Scientists at the University of Texas in Austin (UT Austin) have developed a way of engineering bacteria to manufacture and self-screen potentially unlimited numbers of peptide molecules for antimicrobial activity, in a single tube. The approach engineers the bacteria to express and tether random peptide sequences to their own cell membranes, and effectively self test them for toxicity.
Lead researcher Bryan Davies, Ph.D., and colleagues say the platform, which is called SLAY (surface localized antimicrobial display), can be used to screen peptides of any length, composition, and structure. In a proof-of-concept study reported in Cell, the team used the technology to screen 800,000 random peptide molecules for antimicrobial effects. The results identified thousands of peptide sequences that were active against Escherichia coli and demonstrated different potential mechanisms of action. The team’s published paper is entitled “Discovery of Next-Generation Antimicrobials through Bacterial Self-Screening of Surface-Displayed Peptide Libraries.”
There are many platforms that can screen peptides for their ability to bind to target cells, but there are “virtually no platforms that directly assess the functionality of peptides,” the authors write. “This limitation is exacerbated when identifying antimicrobial peptides because the phenotype, death, selects against itself and has caused a scientific bottleneck that confines research to a few naturally occurring classes of antimicrobial peptides.”

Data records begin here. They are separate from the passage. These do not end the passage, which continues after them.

use std::sync::Arc;

use http::{HeaderMap, Method};
use thiserror::Error;

pub(crate) type BoxError = Box<dyn std::error::Error + Send + Sync>;

#[derive(Clone, Copy, Debug, PartialEq, Eq, PartialOrd, Ord)]
pub enum TransportErrorKind {
    Dns,
    Connect,
    Tls,
    Read,
    Other,
}

impl std::fmt::Display for TransportErrorKind {
    fn fmt(&self, formatter: &mut std::fmt::Formatter<'_>) -> std::fmt::Result {
        let text = match self {
            Self::Dns => "dns",
            Self::Connect => "connect",
            Self::Tls => "tls",
            Self::Read => "read",
            Self::Other => "other",
        };
        formatter.write_str(text)
    }
}

/// Classification of a non-success HTTP status, independent of body content.
#[derive(Clone, Copy, Debug, PartialEq, Eq, PartialOrd, Ord)]
pub enum HttpErrorKind {
    Authentication,
    NotFound,
    Conflict,
    NotModified,
    Other,
}

impl HttpErrorKind {
    pub const fn from_status(status: u16) -> Self {
        match status {
            401 => Self::Authentication,
            404 => Self::NotFound,
            409 => Self::Conflict,
            304 => Self::NotModified,
            _ => Self::Other,
        }
    }

    pub const fn as_str(self) -> &'static str {
        match self {
            Self::Authentication => "authentication",
            Self::NotFound => "not_found",
            Self::Conflict => "conflict",
            Self::NotModified => "not_modified",
            Self::Other => "other",
        }
    }
}

impl std::fmt::Display for HttpErrorKind {
    fn fmt(&self, formatter: &mut std::fmt::Formatter<'_>) -> std::fmt::Result {
        formatter.write_str(self.as_str())
    }
}

#[derive(Clone, Copy, Debug, PartialEq, Eq, PartialOrd, Ord, Hash)]
pub enum ErrorCode {
    InvalidUri,
    InvalidHeaderName,
    InvalidHeaderValue,
    RequestBuild,
    Serialize,
    Transport,
    Timeout,
    DeadlineExceeded,
    Cancelled,
    ReadBody,
    HttpStatus,
    Deserialize,
    DecodeContentEncoding,
    Configuration,
    MissingRedirectLocation,
    InvalidRedirectLocation,
    RedirectLimitExceeded,
    MissingOperationLocation,
    OperationFailed,
    OperationCancelled,
    ResumeToken,
    Runtime,
}

impl ErrorCode {
    pub const fn as_str(self) -> &'static str {
        match self {
            Self::InvalidUri => "invalid_uri",
            Self::InvalidHeaderName => "invalid_header_name",
            Self::InvalidHeaderValue => "invalid_header_value",
            Self::RequestBuild => "request_build",
            Self::Serialize => "serialize",
            Self::Transport => "transport",
            Self::Timeout => "timeout",
            Self::DeadlineExceeded => "deadline_exceeded",
            Self::Cancelled => "cancelled",
            Self::ReadBody => "read_body",
            Self::HttpStatus => "http_status",
            Self::Deserialize => "deserialize",
            Self::DecodeContentEncoding => "decode_content_encoding",
            Self::Configuration => "configuration",
            Self::MissingRedirectLocation => "missing_redirect_location",
            Self::InvalidRedirectLocation => "invalid_redirect_location",
            Self::RedirectLimitExceeded => "redirect_limit_exceeded",
            Self::MissingOperationLocation => "missing_operation_location",
            Self::OperationFailed => "operation_failed",
            Self::OperationCancelled => "operation_cancelled",
            Self::ResumeToken => "resume_token",
            Self::Runtime => "runtime",
        }
    }
}

#[derive(Debug, Error)]
#[non_exhaustive]
pub enum Error {
    #[error("invalid request uri: {uri}")]
    InvalidUri { uri: String },
    #[error("invalid header name {name}: {source}")]
    InvalidHeaderName {
        name: String,
        #[source]
        source: http::header::InvalidHeaderName,
    },
    #[error("invalid header value for {name}: {source}")]
    InvalidHeaderValue {
        name: String,
        #[source]
        source: http::header::InvalidHeaderValue,
    },
    #[error("failed to build http request: {source}")]
    RequestBuild {
        #[source]
        source: http::Error,
    },
    #[error("failed to serialize request body: {source}")]
    Serialize {
        #[source]
        source: serde_json::Error,
    },
    #[error("http transport error ({kind}) for {method} {uri}: {source}")]
    Transport {
        kind: TransportErrorKind,
        method: Method,
        uri: String,
        #[source]
        source: BoxError,
    },
    #[error("http request timed out after {timeout_ms}ms for {method} {uri}")]
    Timeout {
        timeout_ms: u128,
        method: Method,
        uri: String,
    },
    #[error("call deadline exceeded for {method} {uri}")]
    DeadlineExceeded { method: Method, uri: String },
    #[error("call cancelled by caller")]
    Cancelled,
    #[error("failed to read response body: {source}")]
    ReadBody {
        #[source]
        source: BoxError,
    },
    #[error("http status error {status} ({kind}) for {method} {uri}: {body}")]
    HttpStatus {
        status: u16,
        kind: HttpErrorKind,
        method: Method,
        uri: String,
        headers: Box<HeaderMap>,
        body: String,
    },
    #[error("failed to decode response json: {source}; body={body}")]
    Deserialize {
        #[source]
        source: serde_json::Error,
        body: String,
    },
    #[error("failed to decode response content-encoding {encoding}: {message}")]
    DecodeContentEncoding { encoding: String, message: String },
    #[error("invalid pipeline configuration: {message}")]
    Configuration { message: String },
    #[error("redirect response {status} missing location header for {method} {uri}")]
    MissingRedirectLocation {
        status: u16,
        method: Method,
        uri: String,
    },
    #[error("invalid redirect location {location} for {method} {uri}")]
    InvalidRedirectLocation {
        location: String,
        method: Method,
        uri: String,
    },
    #[error("redirect limit exceeded ({max_redirects}) for {method} {uri}")]
    RedirectLimitExceeded {
        max_redirects: usize,
        method: Method,
        uri: String,
    },
    #[error("response {status} carries no operation monitor header")]
    MissingOperationLocation { status: u16 },
    #[error("long-running operation failed with status {status}: {body}")]
    OperationFailed { status: u16, body: String },
    #[error("long-running operation was cancelled")]
    OperationCancelled,
    #[error("invalid resume token: {message}")]
    ResumeToken { message: String },
    #[error("failed to start blocking runtime: {source}")]
    Runtime {
        #[source]
        source: std::io::Error,
    },
    #[error(transparent)]
    Shared(Arc<Error>),
}

impl Error {
    pub fn code(&self) -> ErrorCode {
        match self {
            Self::InvalidUri { .. } => ErrorCode::InvalidUri,
            Self::InvalidHeaderName { .. } => ErrorCode::InvalidHeaderName,
            Self::InvalidHeaderValue { .. } => ErrorCode::InvalidHeaderValue,
            Self::RequestBuild { .. } => ErrorCode::RequestBuild,
            Self::Serialize { .. } => ErrorCode::Serialize,
            Self::Transport { .. } => ErrorCode::Transport,
            Self::Timeout { .. } => ErrorCode::Timeout,
            Self::DeadlineExceeded { .. } => ErrorCode::DeadlineExceeded,
            Self::Cancelled => ErrorCode::Cancelled,
            Self::ReadBody { .. } => ErrorCode::ReadBody,
            Self::HttpStatus { .. } => ErrorCode::HttpStatus,
            Self::Deserialize { .. } => ErrorCode::Deserialize,
            Self::DecodeContentEncoding { .. } => ErrorCode::DecodeContentEncoding,
            Self::Configuration { .. } => ErrorCode::Configuration,
            Self::MissingRedirectLocation { .. } => ErrorCode::MissingRedirectLocation,
            Self::InvalidRedirectLocation { .. } => ErrorCode::InvalidRedirectLocation,
            Self::RedirectLimitExceeded { .. } => ErrorCode::RedirectLimitExceeded,
            Self::MissingOperationLocation { .. } => ErrorCode::MissingOperationLocation,
            Self::OperationFailed { .. } => ErrorCode::OperationFailed,
            Self::OperationCancelled => ErrorCode::OperationCancelled,
            Self::ResumeToken { .. } => ErrorCode::ResumeToken,
            Self::Runtime { .. } => ErrorCode::Runtime,
            Self::Shared(inner) => inner.code(),
        }
    }

    /// Status code of the underlying response, when this error carries one.
    pub fn http_status(&self) -> Option<u16> {
        match self {
            Self::HttpStatus { status, .. } => Some(*status),
            Self::OperationFailed { status, .. } => Some(*status),
            Self::Shared(inner) => inner.http_status(),
            _ => None,
        }
    }

    pub fn http_error_kind(&self) -> Option<HttpErrorKind> {
        match self {
            Self::HttpStatus { kind, .. } => Some(*kind),
            Self::Shared(inner) => inner.http_error_kind(),
            _ => None,
        }
    }

    pub fn transport_kind(&self) -> Option<TransportErrorKind> {
        match self {
            Self::Transport { kind, .. } => Some(*kind),
            Self::Shared(inner) => inner.transport_kind(),
            _ => None,
        }
    }

    /// Cancellation-class failures are never treated as retryable.
    pub fn is_cancellation(&self) -> bool {
        matches!(
            self.code(),
            ErrorCode::Cancelled | ErrorCode::DeadlineExceeded | ErrorCode::OperationCancelled
        )
    }

    pub(crate) fn is_transient_transport(&self) -> bool {
        matches!(self.code(), ErrorCode::Transport | ErrorCode::Timeout)
    }
}

impl From<Arc<Error>> for Error {
    fn from(shared: Arc<Error>) -> Self {
        Self::Shared(shared)
    }
}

The UT Austin researchers have now turned this bottleneck to their advantage and developed a method for engineering the bacteria to produce and interact with the test peptides. “We thought, wouldn't it be great if a bacteria could synthesize the compound for us, because bacteria are cheap and easy to grow, and then test the compound on itself and report back and tell us, was that an antimicrobial or not?” says Davies, who is assistant professor of molecular biosciences.
The peptide screening technology builds on a work reported 20 years ago by UT Austin researchers, through which bacteria are induced to produce proteins or peptides on their cell surfaces. Key to the new SLAY method is the ability to genetically engineer the bacteria to produce molecules that are part test peptide and part tether. The tether anchors the complete molecule to the cell membrane, and the peptide portion is free to waft about and make contact with the bacterium’s cell surface—in much the same way that a drug molecule in the blood might interact with a pathogenic microorganism—but without interacting with other bacteria nearby.
Using this approach the team was able to create hundreds of thousands of different bacterial strains, each engineered to produce a slightly different version of a peptide molecule, and put them all into the same test tube. They used gene sequencing both at the start and at the end of the screen to find out which peptides were lethal to their host bacteria.
The study reported in Cell identified thousands of potential leads, which will need further investigation. Among the molecules identified, one, P7, was effective against other forms of pathogenic bacteria, and is safe in mice. The researchers aim to develop P7 derivatives and take them through the same screening process to identify the most effective variant.
Dr. Davies would like to see the SLAY technology become a standard tool for antibiotic drug discovery. “So what if we have a thousand groups all using this system to follow their own interests and their own peptides?” he comments. “Once you enable a community of that size, then I think you have a better chance of actually finding a new antibiotic that works.”
The UT Austin researchers have filed patent applications covering the SLAY approach and the genetic sequences of the thousands of antimicrobial peptides identified.